* _ABOUT THIS EXERCISE_: Within the records, find every line that includes the word "bool" and copy it.

* _DATA UNDER STUDY_:
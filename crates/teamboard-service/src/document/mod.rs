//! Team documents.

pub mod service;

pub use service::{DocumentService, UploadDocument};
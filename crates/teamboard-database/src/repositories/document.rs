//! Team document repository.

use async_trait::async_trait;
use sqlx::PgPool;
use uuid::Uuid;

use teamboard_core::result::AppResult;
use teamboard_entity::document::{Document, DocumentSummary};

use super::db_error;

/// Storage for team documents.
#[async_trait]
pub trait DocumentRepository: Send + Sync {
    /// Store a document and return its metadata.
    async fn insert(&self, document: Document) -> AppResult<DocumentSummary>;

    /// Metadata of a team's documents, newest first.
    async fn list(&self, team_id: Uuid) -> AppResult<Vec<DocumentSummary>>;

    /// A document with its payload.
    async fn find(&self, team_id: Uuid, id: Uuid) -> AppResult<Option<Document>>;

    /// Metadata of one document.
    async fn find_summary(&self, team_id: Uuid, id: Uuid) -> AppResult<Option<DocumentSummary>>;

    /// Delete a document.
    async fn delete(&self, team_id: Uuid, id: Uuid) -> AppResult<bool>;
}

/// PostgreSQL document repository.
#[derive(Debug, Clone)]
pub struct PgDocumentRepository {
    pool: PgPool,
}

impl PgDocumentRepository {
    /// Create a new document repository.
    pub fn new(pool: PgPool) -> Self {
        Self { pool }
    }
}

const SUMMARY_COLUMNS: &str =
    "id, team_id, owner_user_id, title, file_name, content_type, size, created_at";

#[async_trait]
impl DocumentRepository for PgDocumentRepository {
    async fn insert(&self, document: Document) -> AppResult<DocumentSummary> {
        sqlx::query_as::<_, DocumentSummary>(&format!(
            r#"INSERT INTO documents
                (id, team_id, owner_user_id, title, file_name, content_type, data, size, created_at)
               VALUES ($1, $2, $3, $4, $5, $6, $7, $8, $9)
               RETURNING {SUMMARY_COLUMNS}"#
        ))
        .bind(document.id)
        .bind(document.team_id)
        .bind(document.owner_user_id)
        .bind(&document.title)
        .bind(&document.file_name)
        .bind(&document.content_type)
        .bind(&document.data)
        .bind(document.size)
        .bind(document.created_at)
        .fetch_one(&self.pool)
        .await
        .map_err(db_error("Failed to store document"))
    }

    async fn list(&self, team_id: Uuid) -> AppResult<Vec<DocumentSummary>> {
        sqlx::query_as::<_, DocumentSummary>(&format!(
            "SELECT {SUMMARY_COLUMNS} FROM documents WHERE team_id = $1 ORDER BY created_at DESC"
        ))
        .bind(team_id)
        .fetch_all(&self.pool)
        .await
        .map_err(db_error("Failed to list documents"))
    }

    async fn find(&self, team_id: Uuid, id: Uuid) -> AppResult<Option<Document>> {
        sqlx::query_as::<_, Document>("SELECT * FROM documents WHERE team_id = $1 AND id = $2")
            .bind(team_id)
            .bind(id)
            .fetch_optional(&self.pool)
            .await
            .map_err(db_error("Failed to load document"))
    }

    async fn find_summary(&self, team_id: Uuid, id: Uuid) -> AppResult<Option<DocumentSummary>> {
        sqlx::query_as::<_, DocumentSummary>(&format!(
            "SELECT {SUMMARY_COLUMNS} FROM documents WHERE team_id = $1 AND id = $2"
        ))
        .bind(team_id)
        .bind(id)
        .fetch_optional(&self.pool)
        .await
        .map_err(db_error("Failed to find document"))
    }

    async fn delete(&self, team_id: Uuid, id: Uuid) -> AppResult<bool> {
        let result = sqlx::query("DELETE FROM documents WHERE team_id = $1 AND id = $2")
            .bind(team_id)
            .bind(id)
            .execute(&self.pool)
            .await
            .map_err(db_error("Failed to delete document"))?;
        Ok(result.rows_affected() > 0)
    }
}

==

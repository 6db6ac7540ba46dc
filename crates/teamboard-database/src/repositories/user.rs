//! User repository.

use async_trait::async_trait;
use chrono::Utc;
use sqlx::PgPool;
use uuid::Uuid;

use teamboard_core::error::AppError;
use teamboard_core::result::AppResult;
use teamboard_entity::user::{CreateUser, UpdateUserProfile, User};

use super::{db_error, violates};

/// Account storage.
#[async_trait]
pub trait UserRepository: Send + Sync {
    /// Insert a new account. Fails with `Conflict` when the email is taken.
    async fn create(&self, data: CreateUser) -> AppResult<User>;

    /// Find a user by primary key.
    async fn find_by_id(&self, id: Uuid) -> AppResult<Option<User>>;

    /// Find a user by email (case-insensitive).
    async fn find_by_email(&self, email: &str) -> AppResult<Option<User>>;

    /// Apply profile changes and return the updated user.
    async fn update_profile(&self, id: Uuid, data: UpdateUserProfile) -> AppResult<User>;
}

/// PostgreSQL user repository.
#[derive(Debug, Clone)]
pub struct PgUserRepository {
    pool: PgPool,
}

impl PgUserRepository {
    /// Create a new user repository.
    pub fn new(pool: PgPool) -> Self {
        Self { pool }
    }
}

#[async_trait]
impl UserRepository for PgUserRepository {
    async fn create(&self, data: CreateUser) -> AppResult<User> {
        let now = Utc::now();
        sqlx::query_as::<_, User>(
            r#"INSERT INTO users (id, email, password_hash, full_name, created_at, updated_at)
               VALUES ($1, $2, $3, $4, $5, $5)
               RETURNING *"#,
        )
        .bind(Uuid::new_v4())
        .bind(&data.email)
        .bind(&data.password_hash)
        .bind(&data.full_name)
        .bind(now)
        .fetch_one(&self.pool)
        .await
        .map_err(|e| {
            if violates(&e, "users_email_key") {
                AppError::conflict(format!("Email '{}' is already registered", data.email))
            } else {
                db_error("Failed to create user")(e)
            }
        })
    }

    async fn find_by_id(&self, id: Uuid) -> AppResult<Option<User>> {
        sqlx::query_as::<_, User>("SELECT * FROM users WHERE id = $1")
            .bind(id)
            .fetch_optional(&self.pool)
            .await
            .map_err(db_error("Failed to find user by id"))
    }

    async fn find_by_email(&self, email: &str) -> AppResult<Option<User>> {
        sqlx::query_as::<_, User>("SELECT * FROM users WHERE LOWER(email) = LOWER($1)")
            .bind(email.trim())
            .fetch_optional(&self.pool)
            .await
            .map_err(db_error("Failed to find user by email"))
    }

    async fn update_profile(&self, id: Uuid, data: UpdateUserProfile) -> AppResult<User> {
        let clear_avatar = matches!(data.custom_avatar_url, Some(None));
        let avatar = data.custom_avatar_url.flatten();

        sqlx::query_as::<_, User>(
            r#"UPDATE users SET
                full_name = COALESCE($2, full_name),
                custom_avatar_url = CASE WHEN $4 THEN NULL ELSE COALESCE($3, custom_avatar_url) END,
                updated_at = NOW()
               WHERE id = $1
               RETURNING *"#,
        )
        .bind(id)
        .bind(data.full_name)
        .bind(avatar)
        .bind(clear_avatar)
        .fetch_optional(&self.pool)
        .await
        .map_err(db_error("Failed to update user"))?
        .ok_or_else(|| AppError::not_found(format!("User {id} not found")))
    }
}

* _SOLUTION TO THE PROBLEM_:
    async fn delete(&self, team_id: Uuid, id: Uuid) -> AppResult<bool>;
    async fn delete(&self, team_id: Uuid, id: Uuid) -> AppResult<bool> {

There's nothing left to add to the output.